# Need new receiver but not high tech



## jboogie (Jan 2, 2009)

I am looking to upgrade from a mid 90's Pioneer receiver. I have a powered DIY sub, and DIY mains. I don't have HDMI and probably won't for a while. 
So, what is the best Home Theater receiver for the money when looking at used as well. (I purchased an Onkyo TX-SR805 but got ripped off, so now I am out that money and still have no new receiver.) I will be running a DVD player and possibly a gaming console. I just want the best and most bang for my buck. (80% HT 20% music)

Thanks for the help.


----------



## Jungle Jack (Jul 28, 2009)

jboogie said:


> I am looking to upgrade from a mid 90's Pioneer receiver. I have a powered DIY sub, and DIY mains. I don't have HDMI and probably won't for a while.
> So, what is the best Home Theater receiver for the money when looking at used as well. (I purchased an Onkyo TX-SR805 but got ripped off, so now I am out that money and still have no new receiver.) I will be running a DVD player and possibly a gaming console. I just want the best and most bang for my buck. (80% HT 20% music)
> 
> Thanks for the help.


Hello,
We really need to know what your budget is before making any meaningful recommendations. Sorry you got ripped off on the 805 as it fits your needs to a tee.
Cheers,
JJ


----------



## zero the hero (Feb 24, 2008)

Also whats the nominal impedance of your mains? in other words, do you need a receiver that can drive a 4 ohm load? I'm assuming not based on your current receiver, but better safe than sorry.

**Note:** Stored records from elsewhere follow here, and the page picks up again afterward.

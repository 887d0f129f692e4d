pub mod config;
pub mod data;
pub mod device;
pub mod error;
pub mod layers;
pub mod math;
pub mod models;
pub mod optim;
pub mod rng;
pub mod tensor;
pub mod tokens;

pub use config::{DecoderConfig, EncoderConfig, Seq2SeqConfig};
pub use data::{PackedSequence, TokenBatch};
pub use error::{ConfigError, ModelError};
pub use models::{DecodePolicy, Decoder, DecoderOutput, Encoder, EncoderOutput, Seq2Seq};
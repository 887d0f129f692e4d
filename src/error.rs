use std::fmt;

/// Problems detected while building or loading a component configuration.
#[derive(Debug)]
pub enum ConfigError {
    /// A required size was absent or zero.
    MissingField(&'static str),
    DropoutOutOfRange(f32),
    UnsupportedDevice(String),
    /// Encoder and decoder disagree on a value that must be shared.
    Incompatible {
        field: &'static str,
        encoder: usize,
        decoder: usize,
    },
    Io(std::io::Error),
    Parse(String),
}

impl fmt::Display for ConfigError {
    fn fmt(&self, f: &mut fmt::Formatter<'_>) -> fmt::Result {
        match self {
            ConfigError::MissingField(name) => {
                write!(f, "required field `{}` is missing or zero", name)
            }
            ConfigError::DropoutOutOfRange(p) => {
                write!(f, "dropout_prob must be in [0, 1], got {}", p)
            }
            ConfigError::UnsupportedDevice(d) => write!(f, "unsupported device `{}`", d),
            ConfigError::Incompatible {
                field,
                encoder,
                decoder,
            } => write!(
                f,
                "encoder {} = {} does not match decoder {} = {}",
                field, encoder, field, decoder
            ),
            ConfigError::Io(e) => write!(f, "cannot read config: {}", e),
            ConfigError::Parse(msg) => write!(f, "cannot parse config: {}", msg),
        }
    }
}

impl std::error::Error for ConfigError {
    fn source(&self) -> Option<&(dyn std::error::Error + 'static)> {
        match self {
            ConfigError::Io(e) => Some(e),
            _ => None,
        }
    }
}

impl From<std::io::Error> for ConfigError {
    fn from(e: std::io::Error) -> Self {
        ConfigError::Io(e)
    }
}

/// Caller errors raised by the encoder and decoder entry points.
#[derive(Debug, PartialEq)]
pub enum ModelError {
    ShapeMismatch {
        what: &'static str,
        expected: Vec<usize>,
        actual: Vec<usize>,
    },
    RankMismatch {
        what: &'static str,
        expected: usize,
        actual: Vec<usize>,
    },
    EmptyBatch,
    /// Row `row` has a different width than row 0.
    RaggedBatch { row: usize, width: usize, expected: usize },
    LengthCountMismatch { rows: usize, lengths: usize },
    /// A length is zero or exceeds the padded width.
    InvalidLength { row: usize, length: usize, width: usize },
    /// Lengths must be sorted in descending order for packing.
    UnsortedLengths { row: usize },
    TokenOutOfRange { token: usize, vocab_size: usize },
    BatchSizeMismatch { expected: usize, actual: usize },
}

impl fmt::Display for ModelError {
    fn fmt(&self, f: &mut fmt::Formatter<'_>) -> fmt::Result {
        match self {
            ModelError::ShapeMismatch {
                what,
                expected,
                actual,
            } => write!(
                f,
                "{}: expected shape {:?}, got {:?}",
                what, expected, actual
            ),
            ModelError::RankMismatch {
                what,
                expected,
                actual,
            } => write!(
                f,
                "{}: expected {} axes, got shape {:?}",
                what, expected, actual
            ),
            ModelError::EmptyBatch => write!(f, "batch is empty"),
            ModelError::RaggedBatch {
                row,
                width,
                expected,
            } => write!(
                f,
                "row {} has width {} but the batch is padded to {}",
                row, width, expected
            ),
            ModelError::LengthCountMismatch { rows, lengths } => {
                write!(f, "{} sequences but {} lengths", rows, lengths)
            }
            ModelError::InvalidLength { row, length, width } => write!(
                f,
                "row {} has length {} outside 1..={}",
                row, length, width
            ),
            ModelError::UnsortedLengths { row } => write!(
                f,
                "lengths must be sorted in descending order (violated at row {})",
                row
            ),
            ModelError::TokenOutOfRange { token, vocab_size } => {
                write!(f, "token id {} outside vocabulary of {}", token, vocab_size)
            }
            ModelError::BatchSizeMismatch { expected, actual } => {
                write!(f, "expected batch of {}, got {}", expected, actual)
            }
        }
    }
}

impl std::error::Error for ModelError {}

A refurb Onkyo 607 or 608 from Accessories4less doesn't cost much and are hard to beat for the money.


----------



## jboogie (Jan 2, 2009)

My budget is for used is in the $300 range. I know that it is low, but I also know that there are some really good deals to be found if you know what to look for. 

My mains are 4 ohm, so the Onkyo was a good choice for them. Unfortunately the 805 seems to be holding its value pretty well.


----------



## ZeosPantera (Sep 12, 2009)

jboogie said:


> My mains are 4 ohm, so the Onkyo was a good choice for them. Unfortunately the 805 seems to be holding its value pretty well.


That sentence makes my head hurt.?!?

You really cannot buy "new" without having at least 3 hdmi's which I wouldn't avoid. They aren't a bad thing to have and since you have so little being hooked up to it even with 5 hdmi's you would still probably have enough analog or standard spdif inputs for your older stuff.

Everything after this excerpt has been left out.